If we start at position $(1,1)$ (bottom-left) in a $(n,m)$-sized grid, and if we can only move one step up or one step right at a time, in how many ways can we reach $(n,m)$ (top-right) if we have to turn exactly $3$ times? Basically problem $3 (c)$ here.
My attempt: Assume for now that $n=4,m=5$. We have to make $3$ up moves and $4$ right moves. We're looking for all ways to write out $3$ $U$'s and $4$ $R$'s such that they form $4$ alternating groups (i.e. alternating between up group and down group). For example, $RRR-UU-R-U$. Division into $4$ groups ensures that we make $3$ turns.
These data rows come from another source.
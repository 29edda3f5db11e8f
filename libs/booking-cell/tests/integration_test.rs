use std::sync::Arc;

use axum::{
    Router,
    body::{Body, to_bytes},
    http::{Request, StatusCode},
};
use serde_json::{Value, json};
use tower::ServiceExt;
use uuid::Uuid;
use wiremock::matchers::{header, method, path};
use wiremock::{Mock, MockServer, ResponseTemplate};

use booking_cell::router::booking_routes;
use shared_config::AppConfig;

fn create_test_app(mock_server: &MockServer) -> Router {
    let config = AppConfig {
        data_api_url: mock_server.uri(),
        data_api_key: "test-key".to_string(),
    };
    booking_routes(Arc::new(config))
}

fn book_body(slot_start: &str, duration_minutes: i64) -> Value {
    json!({
        "doctor_id": Uuid::new_v4(),
        "branch_id": Uuid::new_v4(),
        "patient_id": Uuid::new_v4(),
        "slot_start": slot_start,
        "duration_minutes": duration_minutes
    })
}

fn post_booking(body: &Value) -> Request<Body> {
    Request::builder()
        .method("POST")
        .uri("/appointments")
        .header("content-type", "application/json")
        .body(Body::from(body.to_string()))
        .unwrap()
}

async fn response_json(response: axum::response::Response) -> Value {
    let bytes = to_bytes(response.into_body(), usize::MAX).await.unwrap();
    serde_json::from_slice(&bytes).unwrap()
}

#[tokio::test]
async fn test_book_endpoint_returns_created_appointment() {
    let mock_server = MockServer::start().await;
    let body = book_body("2024-06-03T09:00:00Z", 30);

    Mock::given(method("GET"))
        .and(path("/rest/v1/appointments"))
        .respond_with(ResponseTemplate::new(200).set_body_json(json!([])))
        .mount(&mock_server)
        .await;

    let created_id = Uuid::new_v4();
    Mock::given(method("POST"))
        .and(path("/rest/v1/appointments"))
        .and(header("Prefer", "return=representation"))
        .respond_with(ResponseTemplate::new(201).set_body_json(json!([{
            "id": created_id,
            "patient_id": body["patient_id"],
            "doctor_id": body["doctor_id"],
            "branch_id": body["branch_id"],
            "scheduled_at": "2024-06-03T09:00:00Z",
            "end_at": "2024-06-03T09:30:00Z",
            "status": "pending",
            "note": null
        }])))
        .expect(1)
        .mount(&mock_server)
        .await;

    let response = create_test_app(&mock_server)
        .oneshot(post_booking(&body))
        .await
        .unwrap();

    assert_eq!(response.status(), StatusCode::OK);

    let json = response_json(response).await;
    assert_eq!(json["id"], json!(created_id));
    assert_eq!(json["status"], "pending");
}

#[tokio::test]
async fn test_book_endpoint_answers_conflict_when_slot_is_full() {
    let mock_server = MockServer::start().await;

    // Two existing appointments fill the default capacity of two.
    Mock::given(method("GET"))
        .and(path("/rest/v1/appointments"))
        .respond_with(ResponseTemplate::new(200).set_body_json(json!([
            {
                "id": Uuid::new_v4(),
                "scheduled_at": "2024-06-03T09:00:00Z",
                "end_at": "2024-06-03T09:30:00Z",
                "status": "confirmed"
            },
            {
                "id": Uuid::new_v4(),
                "scheduled_at": "2024-06-03T09:00:00Z",
                "end_at": "2024-06-03T09:30:00Z",
                "status": "pending"
            }
        ])))
        .mount(&mock_server)
        .await;

    let response = create_test_app(&mock_server)
        .oneshot(post_booking(&book_body("2024-06-03T09:00:00Z", 30)))
        .await
        .unwrap();

    assert_eq!(response.status(), StatusCode::CONFLICT);

    let json = response_json(response).await;
    assert!(json["error"].as_str().unwrap().contains("capacity"));
}

#[tokio::test]
async fn test_book_endpoint_rejects_nonpositive_duration() {
    let mock_server = MockServer::start().await;

    let response = create_test_app(&mock_server)
        .oneshot(post_booking(&book_body("2024-06-03T09:00:00Z", -30)))
        .await
        .unwrap();

    assert_eq!(response.status(), StatusCode::BAD_REQUEST);
}

#[tokio::test]
async fn test_details_endpoint_resolves_comma_separated_ids() {
    let mock_server = MockServer::start().await;

    let first = Uuid::new_v4();
    let second = Uuid::new_v4();

    Mock::given(method("GET"))
        .and(path("/rest/v1/appointment_details"))
        .and(header("authorization", "Bearer reception-token"))
        .respond_with(ResponseTemplate::new(200).set_body_json(json!([
            {
                "id": first,
                "scheduled_at": "2024-06-03T09:00:00Z",
                "status": "confirmed",
                "ovog": "Дорж",
                "name": "Оюун",
                "book_number": "B-7"
            },
            {
                "id": second,
                "scheduled_at": "2024-06-03T09:15:00Z",
                "status": "pending",
                "name": "Сараа"
            }
        ])))
        .mount(&mock_server)
        .await;

    let request = Request::builder()
        .method("GET")
        .uri(format!("/appointments?ids={},{}", first, second))
        .header("authorization", "Bearer reception-token")
        .body(Body::empty())
        .unwrap();

    let response = create_test_app(&mock_server)
        .oneshot(request)
        .await
        .unwrap();

    assert_eq!(response.status(), StatusCode::OK);

    let json = response_json(response).await;
    assert_eq!(json["total"], 2);
    assert_eq!(json["appointments"][0]["name"], "Оюун");
}

#[tokio::test]
async fn test_details_endpoint_rejects_malformed_ids() {
    let mock_server = MockServer::start().await;

    let request = Request::builder()
        .method("GET")
        .uri("/appointments?ids=not-a-uuid")
        .body(Body::empty())
        .unwrap();

    let response = create_test_app(&mock_server)
        .oneshot(request)
        .await
        .unwrap();

    assert_eq!(response.status(), StatusCode::BAD_REQUEST);
}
That means $4$ $R$'s will be split into $2$ groups (in the above example, $RRR$ and $R$), and same with the $3$ $U$'s. There are $(n-1)=3$ ways to split $R$'s into 2 groups, and $(m-1)=2$ for $U$'s. The number of ways to arrange these 4 groups in an alternating fashion would be $2*\binom21*\binom21=8$. I guess the only remaining issue is what if either of $m,n$ are even? Since $n=4$, we're overcounting for the cases when $R's$ are split into $2$ groups of $2$ each. How do I account for this?
Also, most of other problems in that assignment aren't too difficult so I suspect even this one might have an elegant, simple solution with a final formula that's not too complicated. My attempt seems like too much work – would appreciate help.
Best Answer
In order for this to happen the robot must go right-up-right-up or up-right-up-right. These two situations are mirror images of each other, so we will concern ourselves with only right-up-right-up and then double it up to get the result.
The only things that matter is when we stop going right the first time, and when we stop going up the first time. It is clear that we can take anywhere from $1$ to $m-2$, inclusive, steps while going right the first time: if we took less, then we wouldn't have gone right in the first place, and if we took more we wouldn't have room to go right in the second part. This gives us $m-2$ possible ways to go right the first time.
Identical logic gives us $n-2$ possible ways to go up the first time.
Then, our moves for the second attempts at going right and are forced: both take exactly what remains.
So our final answer is $2\cdot(m-2)\cdot(n-2)\cdot1\cdot1 = 2(m-2)(n-2)$.